As part of a project with the European Space Agency (ESA) Dr Emil Vassev and Prof Mike Hinchey are currently working on the development of autonomous systems in space exploration missions. These autonomous systems will enable spacecraft to adapt to unforeseen situations making them more resilient and able to self-adapt, self-repair and become more fit-for-purpose. BepiColombo is an ESA mission to Mercury. BepiColombo will perform a series of scientific experiments, tests and measures. For example, it will make a complete map of Mercury at different wave lengths. Such a map will chart the planet’s mineralogy and composition of elements. Other experiments will determine whether the interior of the planet is molten or not, and investigate the extent and origin of Mercury’s magnetic field. Mike and Emil’s research in autonomous systems will enable the Bepicolombo spacecraft to self-adapt becoming more robust and able to spend longer in space without having to return for repairs thus completing the mission successfully.
Traditionally, requirements engineering is concerned with what a system should do and the constraints under which it must do it. Alongside traditional requirements engineering, requirements engineering for autonomous and self-adaptive systems (e.g., exploration robots, drones, autonomous cars, etc.) must address issues related to adaptation. In particular, what adaptations are possible, under what constraints and how those adaptations are to be implemented. Adaptations arise when a system needs to cope with changes in its operating environment in order to ensure that system’s objectives are achieved.
Mike and Emil’s research with the European Space Agency (ESA), has developed the Autonomy Requirements Engineering (ARE) approach to developing these types of systems. ARE converts adaptation issues into autonomy requirements where a technique known as Goal-Oriented Requirements Engineering (GORE) is used along with a model for Generic Autonomy Requirements (GAR). ARE was applied to a proofof- concept case study, to capture autonomy requirements of ESA’s BepiColombo Mission to Mercury, scheduled for launch in 2015.

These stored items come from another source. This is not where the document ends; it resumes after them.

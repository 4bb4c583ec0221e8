//! Error types raised while building an inspection report.
//!
//! None of these ever reach the program being debugged: the entry point in
//! [`crate::inspector`] logs them and turns the call into a no-op.

use std::{fmt, io};
use thiserror::Error;

/// Result type for inspection operations.
pub type InspectResult<T> = Result<T, InspectError>;

/// The call-site source texts could not be matched to the evaluated values.
#[derive(Debug, Clone, PartialEq, Eq, Error)]
pub enum ResolutionError {
    /// The number of captured source texts differs from the number of values.
    #[error("captured {sources} source expressions for {values} values")]
    ArityMismatch {
        /// Number of captured source texts.
        sources: usize,
        /// Number of evaluated values.
        values: usize,
    },

    /// An argument was captured with no source text at all.
    #[error("argument {index} has no source text")]
    EmptySource {
        /// Position of the offending argument.
        index: usize,
    },
}

/// Any failure while inspecting one call.
#[derive(Debug, Error)]
pub enum InspectError {
    /// Source texts could not be paired with values.
    #[error("cannot resolve the call site: {0}")]
    Resolution(#[from] ResolutionError),

    /// A value does not belong to any rendering category.
    #[error("unsupported type `{type_name}`")]
    UnsupportedType {
        /// Name of the offending type.
        type_name: &'static str,
    },

    /// Classification or rendering panicked.
    #[error("inspection panicked: {0}")]
    Panicked(String),

    /// The current time could not be formatted.
    #[error("cannot format timestamp: {0}")]
    Timestamp(#[from] time::error::Format),

    /// Assembling the report failed.
    #[error(transparent)]
    Fmt(#[from] fmt::Error),

    /// Writing the report failed.
    #[error("cannot write report: {0}")]
    Io(#[from] io::Error),
}

impl InspectError {
    /// Builds an [`InspectError::Panicked`] from a caught panic payload.
    pub(crate) fn from_panic(payload: &(dyn std::any::Any + Send)) -> Self {
        let message = payload
            .downcast_ref::<&str>()
            .map(ToString::to_string)
            .or_else(|| payload.downcast_ref::<String>().cloned())
            .unwrap_or_else(|| "<non-string panic payload>".to_string());
        Self::Panicked(message)
    }
}

#[cfg(test)]
mod tests {
    use super::*;

    #[test]
    fn resolution_messages() {
        let err = ResolutionError::ArityMismatch {
            sources: 1,
            values: 2,
        };
        assert_eq!(err.to_string(), "captured 1 source expressions for 2 values");

        let err = InspectError::from(ResolutionError::EmptySource { index: 3 });
        assert_eq!(
            err.to_string(),
            "cannot resolve the call site: argument 3 has no source text"
        );
    }

    #[test]
    fn panic_payloads() {
        let payload: Box<dyn std::any::Any + Send> = Box::new("boom");
        assert!(matches!(
            InspectError::from_panic(payload.as_ref()),
            InspectError::Panicked(message) if message == "boom"
        ));

        let payload: Box<dyn std::any::Any + Send> = Box::new(String::from("owned"));
        assert!(matches!(
            InspectError::from_panic(payload.as_ref()),
            InspectError::Panicked(message) if message == "owned"
        ));

        let payload: Box<dyn std::any::Any + Send> = Box::new(7_u8);
        assert!(matches!(
            InspectError::from_panic(payload.as_ref()),
            InspectError::Panicked(message) if message.contains("non-string")
        ));
    }
}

By applying GORE, they have built goals models that subsequently helped them derive and organize the autonomy requirements for BepiColombo. They did this by defining the objectives of the mission that must be achieved in the system’s operational environment (space, Mercury, proximity to the Sun, etc.), and by identifying the problems that exist in this environment. Their research in autonomous systems will not only benefit future space missions but also exploration robots, drones and autonomous cars.